Long-term chemotherapy of C57BL/6 mice infected with epidemiologically important Mycobacterium tuberculosis strains and molecular insight into host-pathogen interplay.

In this study, we utilized a C57BL/6 mouse model to investigate the pathogenic properties of well-characterized multidrug-resistant Mycobacterium tuberculosis strains belonging to the Beijing and Latin American Mediterranean (LAM) genotypes. Control animal groups were untreated, while experimental groups received adequate chemotherapy with new-generation drugs. On days 78 and 177 post-infection, mice were euthanized and analyzed for pathological changes, bacterial load, and biochemical indicators of liver damage. Bacterial isolates cultured from the lungs were subjected to whole genome sequencing (WGS) followed by bioinformatics analysis. A complete course of anti-TB therapy reduced inflammation and extent of lung damage across all groups.
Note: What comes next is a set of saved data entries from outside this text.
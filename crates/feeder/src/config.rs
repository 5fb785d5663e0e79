/// What the tone does when its fade cycle reaches zero.
#[derive(Clone, Copy, Debug, PartialEq, Eq)]
pub enum CyclePolicy {
    /// Fall back to silence; a new start request retriggers the tone.
    Stop,
    /// Wrap the cursor and replay the cycle seamlessly.
    Loop,
}

/// Tone generator settings.
#[derive(Clone, Debug)]
pub struct ToneConfig {
    /// Oscillator frequency in Hz.
    pub frequency_hz: f32,
    /// Duration of one fade-to-zero cycle in seconds.
    pub cycle_seconds: f32,
    /// Peak amplitude in `0.0..=1.0` of full scale.
    pub amplitude: f32,
    /// End-of-cycle behavior.
    pub policy: CyclePolicy,
}

impl Default for ToneConfig {
    /// A4 with a one-second fade, played once per start request.
    fn default() -> Self {
        Self {
            frequency_hz: 440.0,
            cycle_seconds: 1.0,
            amplitude: 0.8,
            policy: CyclePolicy::Stop,
        }
    }
}
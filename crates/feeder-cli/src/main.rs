//! Feeder — a small CLI that keeps a CPAL output stream perpetually fed with
//! PCM and retriggers a fading test tone on demand.
//!
//! ## Wiring
//! 1. **Resolve**: query the output device's native rate and preferred
//!    buffer size; fall back to safe defaults when the device reports
//!    nothing usable.
//! 2. **Feed**: the CPAL callback drives the engine's prepare-then-enqueue
//!    cycle, so the stream is never starved and a start request is audible
//!    on the very next hardware request.
//! 3. **Control**: stdin lines raise the lock-free start/stop signals from
//!    the control thread; Ctrl-C exits.

mod cli;
mod device;
mod output;

use std::io::BufRead;
use std::sync::Arc;
use std::sync::atomic::{AtomicU64, Ordering};
use std::thread;

use anyhow::{Context, Result};
use clap::Parser;
use cpal::traits::{DeviceTrait, StreamTrait};
use tracing_subscriber::EnvFilter;

use audio_feeder::config::{CyclePolicy, ToneConfig};
use audio_feeder::engine::FeederEngine;
use audio_feeder::params;
use audio_feeder::source::ToneSource;
use audio_feeder::status::FeederCounters;

fn main() -> Result<()> {
    let args = cli::Args::parse();
    tracing_subscriber::fmt()
        .with_env_filter(
            EnvFilter::try_from_default_env().unwrap_or_else(|_| EnvFilter::new("info")),
        )
        .init();
    let host = cpal::default_host();

    match &args.cmd {
        cli::Command::Devices => device::list_devices(&host),
        cli::Command::Tone {
            freq,
            cycle_seconds,
            amplitude,
            looped,
        } => {
            let tone = ToneConfig {
                frequency_hz: *freq,
                cycle_seconds: *cycle_seconds,
                amplitude: *amplitude,
                policy: if *looped {
                    CyclePolicy::Loop
                } else {
                    CyclePolicy::Stop
                },
            };
            run_tone(&host, &args, tone)
        }
    }
}

fn run_tone(host: &cpal::Host, args: &cli::Args, tone: ToneConfig) -> Result<()> {
    let device = device::pick_device(host, args.device.as_deref())?;
    tracing::info!(device = %device.description()?, "output device");

    let supported = device
        .default_output_config()
        .context("No default output config")?;
    let probe = device::CpalProbe::new(&supported, args.frames_per_buffer);
    let params = params::resolve(&probe);

    let mut stream_config: cpal::StreamConfig = supported.clone().into();
    if matches!(
        supported.buffer_size(),
        cpal::SupportedBufferSize::Range { .. }
    ) {
        stream_config.buffer_size = cpal::BufferSize::Fixed(params.frames_per_buffer);
    }
    tracing::info!(
        channels = stream_config.channels,
        buffer_size = ?stream_config.buffer_size,
        "device output config"
    );

    let counters = FeederCounters {
        callbacks: Some(Arc::new(AtomicU64::new(0))),
        played_samples: Some(Arc::new(AtomicU64::new(0))),
        silent_samples: Some(Arc::new(AtomicU64::new(0))),
    };

    let source = ToneSource::new(&tone, &params);
    let engine = FeederEngine::new(params, Box::new(source), counters.clone());
    let control = engine.control();

    let stream =
        output::build_output_stream(&device, &stream_config, supported.sample_format(), engine)?;
    stream.play()?;

    // Control thread: each stdin line is a one-shot request toward the
    // callback thread; `s` stops, anything else retriggers.
    let stdin_control = control.clone();
    thread::spawn(move || {
        let stdin = std::io::stdin();
        for line in stdin.lock().lines() {
            let Ok(line) = line else { break };
            if line.trim().eq_ignore_ascii_case("s") {
                stdin_control.request_stop();
            } else {
                stdin_control.request_start();
            }
        }
    });

    let (shutdown_tx, shutdown_rx) = crossbeam_channel::bounded::<()>(1);
    ctrlc::set_handler(move || {
        let _ = shutdown_tx.try_send(());
    })
    .context("install Ctrl-C handler")?;

    tracing::info!("press Enter to (re)trigger the tone, `s` + Enter to stop, Ctrl-C to exit");
    control.request_start();

    let _ = shutdown_rx.recv();

    if let (Some(played), Some(silent)) = (&counters.played_samples, &counters.silent_samples) {
        tracing::info!(
            played_samples = played.load(Ordering::Relaxed),
            silent_samples = silent.load(Ordering::Relaxed),
            "session totals"
        );
    }
    Ok(())
}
Mice infected with highly virulent Beijing 396 exhibited the most severe lung damage, while those infected with less virulent Beijing 6691 and LAM 7074 strains showed the least. Treatment was most effective in mice infected with strains 6691 and 7074. However, by day 177 p.i. compared to day 78 p.i., all treated groups (except for those infected with low-virulent 7074) displayed a slight increase in the bacterial load of the lungs. WGS identified a mutation inactivating the tgs3 gene, related to lipid metabolism, tolerance, and persistence, in the lung isolates from treated animals infected with Beijing 396. To conclude, some of the found differences in inflammatory response distinguish between low-virulent (Beijing 6691 and LAM 7074) and highly-virulent (Beijing 396) strains. Some other features appear common for strains of the same genotype and might correlate with deeply rooted evolutionary changes in genomes characteristic for phylogenetically distant East-Asian and Euro-American M. tuberculosis lineages.